If an attacker manage to use the mentioned exploit, he/she can download internal files from within your web application. Typically web.config is a target and may contain sensitive information like login information in a database connection string, or even link to an automouted sql-express database which you don't want someone to get hold of. But if you are following best practice you use Protected Configuration to encrypt all sensitive data in your web.config.
Links to references
Read Microsoft's official comment about the vulnerability at http://www.microsoft.com/technet/security/advisory/2416728.mspx. Specifically the "Workaround" part for implementation details on this issue.
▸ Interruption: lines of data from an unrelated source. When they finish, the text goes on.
//! Per-sender sequence and timestamp allocation
//!
//! Sequence ids start from wall-clock microseconds so a restarted sender keeps
//! counting upward and receivers deduplicating by sequence id stay correct.
//! Timestamps are strictly increasing within one generator even if the system
//! clock stalls or steps backwards.

use crate::error::ProtocolResult;
use crate::message::Message;
use crate::payload::Payload;
use parking_lot::Mutex;
use std::time::{SystemTime, UNIX_EPOCH};

/// Current UNIX time in nanoseconds (0 if the clock is before the epoch)
pub fn system_timestamp_ns() -> u64 {
    match SystemTime::now().duration_since(UNIX_EPOCH) {
        Ok(duration) => u64::try_from(duration.as_nanos()).unwrap_or(u64::MAX),
        Err(e) => {
            tracing::warn!("System time before UNIX epoch: {}", e);
            0
        }
    }
}

#[derive(Debug)]
struct SequenceState {
    next_sequence: u64,
    last_timestamp_ns: u64,
}

/// Allocates (sequence_id, timestamp_ns) pairs for one sender
#[derive(Debug)]
pub struct SequenceGenerator {
    state: Mutex<SequenceState>,
}

impl SequenceGenerator {
    /// Seed from the current wall clock
    pub fn new() -> Self {
        Self::starting_at(system_timestamp_ns() / 1_000)
    }

    /// Seed with an explicit first sequence id
    pub fn starting_at(first_sequence: u64) -> Self {
        Self {
            state: Mutex::new(SequenceState {
                next_sequence: first_sequence.max(1),
                last_timestamp_ns: 0,
            }),
        }
    }

    /// Allocate the next pair; both components increase strictly together
    pub fn next(&self) -> (u64, u64) {
        let mut state = self.state.lock();
        let sequence_id = state.next_sequence;
        state.next_sequence += 1;

        let now = system_timestamp_ns();
        let timestamp_ns = if now > state.last_timestamp_ns {
            now
        } else {
            state.last_timestamp_ns + 1
        };
        state.last_timestamp_ns = timestamp_ns;

        (sequence_id, timestamp_ns)
    }

    /// Build a message from a payload with freshly allocated ids
    pub fn stamp(&self, payload: impl Into<Payload>) -> ProtocolResult<Message> {
        let (sequence_id, timestamp_ns) = self.next();
        Message::new(sequence_id, timestamp_ns, payload)
    }
}

impl Default for SequenceGenerator {
    fn default() -> Self {
        Self::new()
    }
}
For an explanation on "Understanding Padding Oracle Attacks", read @sri's answer.
Comments to the article:
The attack that Rizzo and Duong have implemented against ASP.NET apps requires that the crypto implementation on the Web site have an oracle that, when sent ciphertext, will not only decrypt the text but give the sender a message about whether the padding in the ciphertext is valid.
If the padding is invalid, the error message that the sender gets will give him some information about the way that the site's decryption process works.
In order for the attack to work the following must be true:
- Your application must give an error message about the padding being invalid.
- Someone must tamper with your encrypted cookies or viewstate
So, if you return human readable error messages in your app like "Something went wrong, please try again" then you should be pretty safe. Reading a bit on the comments on the article also gives valuable information.
- Store a session id in the crypted cookie
- Store the real data in session state (persisted in a db)
- Add a random wait when user information is wrong before returning the error, so you can't time it
That way a hijacked cookie can only be used to retrieve a session which most likely is no longer present or invalidated.
It will be interesting to see what is actually presented at the Ekoparty conference, but right now I'm not too worried about this vulnerability.